Product purchases for resale comprise the majority of cost of sales. Baked goods are delivered to Crumbs’ stores by independent commercial bakeries. In each major market, Crumbs contracts with a bakery able to exclusively supply proprietary products to Crumbs’ stores within a two hour drive. As of the date of this report, Crumbs had relationships with commercial bakeries in New York, Los Angeles, Northern Virginia and Illinois. Beverage materials and packaging are purchased from both national and local vendors. Delivery expenses for the stores are handled by local couriers. The e-commerce division utilizes a fulfillment company in New York for both shipping and handling.

 

Cost of sales reported for the three and six months ended June 30, 2011 were $4.3 million and $8.4 million, respectively, an increase of 34% and 37% as compared to $3.2 million and $6.1 million, respectively, for the same periods in 2010. Cost of sales as a percentage of net sales increased 1.2% for both the three and six month periods ended June 30, 2011. The increase was primarily attributable to increases in packaging and beverage costs, excess inventory during periods of bad weather and increased percentage of net sales from suburban stores, which maintain more excess baked goods inventory than our urban stores.

 

Operating Expenses

 

Selling expenses include merchant account fees, fees paid to a public relations consultant, advertising (most of Crumbs’ advertising expenses are related to the e-commerce division) and product promotional giveaways.

 

Selling expenses reported for the three and six month periods ended June 30, 2011 were $0.4 million and $0.8 million, respectively, an increase of 16% and 32% as compared to $0.3 million and $0.6 million, respectively, for the same periods in 2010. This increase was due to additional expenses associated with our growth particularly in the new markets of Washington, DC and Chicago, and was consistent with our growth in net sales.

 

Staff expenses include salaries and wages for both Crumbs retail store employees and corporate positions, guaranteed payments to the members of Crumbs, as well as employment taxes, medical insurance and workers compensation insurance.

 

Staff expenses reported for the three and six month periods ended June 30, 2011 were $3.3 million and $6.1 million, respectively, an increase of 61% and 54% as compared to $2.0 million and $4.0 million, respectively, for the same periods in 2010. Of the totals, $2.2 million and $4.3 million, respectively, were attributable to store staff expenses for the three and six month periods ended June 30, 2011. For the three and six month periods ended June 30, 2010, $1.4 million and $2.7 million, respectively, were attributable to store staff expenses. The staff expense increases were primarily attributable to the addition of corporate staff and the addition of staff for new stores. The Company increased corporate salaries and added 14 corporate positions during the 12 months ended June 30, 2011, which increased staff expenses by approximately $0.2 million and $0.4 million during the three and six months ended June 30, 2011, respectively, In addition, Crumbs opened 10 new stores during the 12 months ended June 30, 2011 and staffed the stores with 115 new store staff positions, which increased staff expenses by approximately $0.6 million and $1.2 million during the three and six months ended June 30, 2011.

 

The Company leases all of its retail store locations and its corporate offices.
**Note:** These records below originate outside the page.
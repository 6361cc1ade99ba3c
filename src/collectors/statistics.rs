//! Field tables shared by the analysed-statistics collectors.

use crate::metrics::gauge_vec;
use prometheus::GaugeVec;

/// One numeric field of an analysed-statistics record
pub(crate) struct StatField<T> {
    /// Field name in the proxy payload, used in the help text
    pub key: &'static str,
    /// Metric name below the collector's subsystem
    pub metric: &'static str,
    pub value: fn(&T) -> f64,
}

/// One gauge vector per field of a statistics table
pub(crate) struct StatGauges<T: 'static> {
    fields: &'static [StatField<T>],
    gauges: Vec<GaugeVec>,
}

impl<T> StatGauges<T> {
    /// `entity` prefixes the help text, e.g. "Controller statistic averageReadOpSize"
    pub fn new(
        subsystem: &str,
        entity: &str,
        fields: &'static [StatField<T>],
        labels: &[&str],
    ) -> prometheus::Result<Self> {
        let gauges = fields
            .iter()
            .map(|field| {
                let help = format!("{} statistic {}", entity, field.key);
                gauge_vec(subsystem, field.metric, &help, labels)
            })
            .collect::<prometheus::Result<Vec<_>>>()?;

        Ok(Self { fields, gauges })
    }

    pub fn metrics(&self) -> impl Iterator<Item = &GaugeVec> {
        self.gauges.iter()
    }

    /// Set every field of `record` under `labels`
    pub fn observe(&self, record: &T, labels: &[&str]) {
        for (field, gauge) in self.fields.iter().zip(&self.gauges) {
            gauge.with_label_values(labels).set((field.value)(record));
        }
    }
}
The leases range in term from five to 15 years, many with options to extend up to 20 years. Most of the leases include periods of free rent and monthly rental rate escalation clauses. The Company amortizes the total rent to be paid during the lease term on a straight line basis over the entire base period of each lease. This treatment causes a non-cash expense in the early years of the leases. Expenses related to the leases, such as real estate taxes, common area maintenance fees, insurance, advertising and commissions are included. Other expenses, such as utilities, cleaning, licenses, kosher certification, maintenance, property and liability insurance are also included.

 

Occupancy expenses reported for the three and six month periods ended June 30, 2011 were $1.8 million and $3.4 million, respectively, an increase of 42% and 44% as compared to $1.3 million and $2.4 million, respectively, for the same periods in 2010. Of the total increases, $49,000 and $95,000, respectively, was attributable to increased rent for the corporate offices, including the New York office, which moved to a larger space in December of 2010. Expenses related to leases were $0.5 million and $0.8 million, respectively, for the three and six month periods ended June 30, 2011, an increase of 67% and 60% as compared to $0.3 million and $0.5 million, respectively, for the same periods in 2010.

 

General and Administrative expenses include retail store based expenses for miscellaneous supplies, uniforms and quality control. The category also includes corporate expenses such as office supplies, travel, professional fees and bank service charges.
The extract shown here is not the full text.